Les réalisateurs : Omar Abdel Aziz (né en 1953)

عمر عبدالعزيز

Omar Abdel Aziz est diplômé de l’institut supérieur du Cinéma du Caire (1976). Il débute comme assistant réalisateur pour son frère, le cinéaste Mohamed Abdel Aziz. C’est ainsi qu’on retrouve son nom au générique des comédies les plus célèbres de ce dernier. Omar Abdel Aziz réalise son premier film en 1982, Qu’il repose en Paix avec Farid Shawqi et Yousra. Cette même année, il tourne un remake de The Party de Black Edwards sous le titre d’Un Invité très Spécial. Depuis la fin des années quatre-vingt-dix, il travaille aussi pour la télévision comme réalisateur de séries.

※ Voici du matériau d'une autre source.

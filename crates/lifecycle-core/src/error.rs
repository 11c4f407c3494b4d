//! Workflow error types

use std::path::PathBuf;

use thiserror::Error;

pub type Result<T> = std::result::Result<T, Error>;

#[derive(Debug, Error)]
pub enum Error {
    #[error("Config file not found: {}", path.display())]
    ConfigNotFound { path: PathBuf },

    #[error("Invalid lifecycle configuration in {}", path.display())]
    InvalidPolicy { path: PathBuf },

    #[error("Invalid bucket name: '{bucket}'")]
    InvalidBucket { bucket: String },

    #[error("Verification failed for bucket '{bucket}': stored configuration differs from the published one")]
    VerificationMismatch { bucket: String },

    #[error(transparent)]
    Store(#[from] lifecycle_store::StoreError),

    #[error(transparent)]
    Io(#[from] std::io::Error),

    #[error(transparent)]
    Json(#[from] serde_json::Error),
}
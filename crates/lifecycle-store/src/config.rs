//! Environment-driven store configuration
//!
//! Credential and endpoint resolution happens entirely at this boundary,
//! before the reconciliation engine is constructed. The core never inspects
//! the environment.
//!
//! Recognized variables:
//!
//! - `AWS_ACCESS_KEY_ID` (required)
//! - `AWS_SECRET_ACCESS_KEY` (required)
//! - `S3_ENDPOINT` (required) — base URL of the S3-compatible service
//! - `AWS_DEFAULT_REGION` (optional, defaults to `us-east-1`)
//! - `AWS_VERIFY_SSL` (optional, defaults to `false`)
//! - `S3_CA_BUNDLE` (optional) — PEM bundle path, only honored when SSL
//!   verification is enabled

use std::env;

use crate::error::{Result, StoreError};
use crate::sigv4::Credentials;

const DEFAULT_REGION: &str = "us-east-1";

/// Resolved configuration for the S3 store
#[derive(Debug, Clone)]
pub struct StoreConfig {
    pub credentials: Credentials,
    pub endpoint: String,
    pub region: String,
    pub verify_ssl: bool,
    pub ca_bundle: Option<String>,
}

impl StoreConfig {
    /// Resolve the configuration from the process environment
    ///
    /// # Errors
    ///
    /// Returns [`StoreError::MissingEnv`] listing every missing required
    /// variable at once.
    pub fn from_env() -> Result<Self> {
        let access_key = non_empty_var("AWS_ACCESS_KEY_ID");
        let secret_key = non_empty_var("AWS_SECRET_ACCESS_KEY");
        let endpoint = non_empty_var("S3_ENDPOINT");

        let mut missing = Vec::new();
        if access_key.is_none() {
            missing.push("AWS_ACCESS_KEY_ID");
        }
        if secret_key.is_none() {
            missing.push("AWS_SECRET_ACCESS_KEY");
        }
        if endpoint.is_none() {
            missing.push("S3_ENDPOINT");
        }
        if !missing.is_empty() {
            return Err(StoreError::MissingEnv {
                missing: missing.join(", "),
            });
        }

        let region = non_empty_var("AWS_DEFAULT_REGION").unwrap_or_else(|| DEFAULT_REGION.into());
        let verify_ssl = env::var("AWS_VERIFY_SSL")
            .map(|v| v.eq_ignore_ascii_case("true"))
            .unwrap_or(false);
        let ca_bundle = non_empty_var("S3_CA_BUNDLE");

        if !verify_ssl && ca_bundle.is_some() {
            tracing::warn!(
                "S3_CA_BUNDLE is set but SSL verification is disabled; the bundle will be ignored"
            );
        }

        let endpoint = endpoint.unwrap_or_default();
        tracing::info!(endpoint = %endpoint, region = %region, "Resolved S3 store configuration");

        Ok(Self {
            credentials: Credentials {
                access_key: access_key.unwrap_or_default(),
                secret_key: secret_key.unwrap_or_default(),
            },
            endpoint,
            region,
            verify_ssl,
            ca_bundle,
        })
    }
}

fn non_empty_var(name: &str) -> Option<String> {
    env::var(name).ok().filter(|v| !v.is_empty())
}
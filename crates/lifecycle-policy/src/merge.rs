//! Local-precedence rule merging
//!
//! The merge treats a rule's `ID` as the sole join key. Local rules always
//! win whole: a remote rule whose ID matches a local rule is dropped
//! entirely, never blended field-by-field.

use std::collections::HashSet;

use serde_json::Value;

use crate::document::{PolicyDocument, rule_id};

/// Merge a local and a remote policy document
///
/// - Remote absent, or with an empty/absent `Rules` array: the local
///   document is returned unchanged.
/// - Otherwise the result carries every local rule in local order, followed
///   by every remote rule whose ID does not appear among the local IDs, in
///   remote order. All non-`Rules` top-level fields come from the local
///   document.
///
/// ID matching is exact string equality with no normalization. Remote rules
/// without a string `ID` can never match a local rule and are carried
/// through. This is a pure function.
pub fn merge(local: &PolicyDocument, remote: Option<&PolicyDocument>) -> PolicyDocument {
    let Some(remote) = remote else {
        tracing::debug!("No remote configuration, using local configuration");
        return local.clone();
    };
    if !remote.has_rules() {
        tracing::debug!("Remote configuration has no rules, using local configuration");
        return local.clone();
    }

    let local_ids: HashSet<&str> = local.rules().iter().filter_map(rule_id).collect();

    let mut merged: Vec<Value> = local.rules().to_vec();
    for rule in remote.rules() {
        match rule_id(rule) {
            Some(id) if local_ids.contains(id) => {
                tracing::debug!(id, "Dropping remote rule overridden by local configuration");
            }
            _ => merged.push(rule.clone()),
        }
    }

    tracing::debug!(
        local = local.rules().len(),
        remote = remote.rules().len(),
        merged = merged.len(),
        "Merged lifecycle configurations"
    );

    local.with_rules(merged)
}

Trois films d'Omar Abdel Aziz ont fait l'objet d'une présentation dans ce blog :


Rien à faire, c’est ainsi (Tgebha keda Tgelha Keda Heya Keda, 1983) 
avec Madiha Kamel (Souad), Samir Ghanem (Hassan), Farouk El Feshawi (Ezzat), Layla Olwi (Magda), Ibrahim Saafan (Amin Effendi, Waheid Seif (Hamdy), El-Montaser Bellah (Moselhi), Soheir Zaky (danseuse), Soheir Salem (Nabila), Mahmoud Al Zohairy (le directeur), Hussein Al Sharif (l’officier de police), Shokry Mansour (le père de Magda), Samia Mohsen (la mère de Magda) 
Scénario : Ahmed Abdel Wahab 
Musique : Fouad El Zahry (qui est crédité pour la bande originale et non pour la musique accompagnant les danses. La contribution de Fouad El Zahry est donc très modeste car le film comporte assez peu de scènes avec musique. De plus, parmi celles-ci, la plus longue est une course poursuite chorégraphiée et comme accompagnement musical, on s’est contenté de reprendre la bande originale de West Side Story !)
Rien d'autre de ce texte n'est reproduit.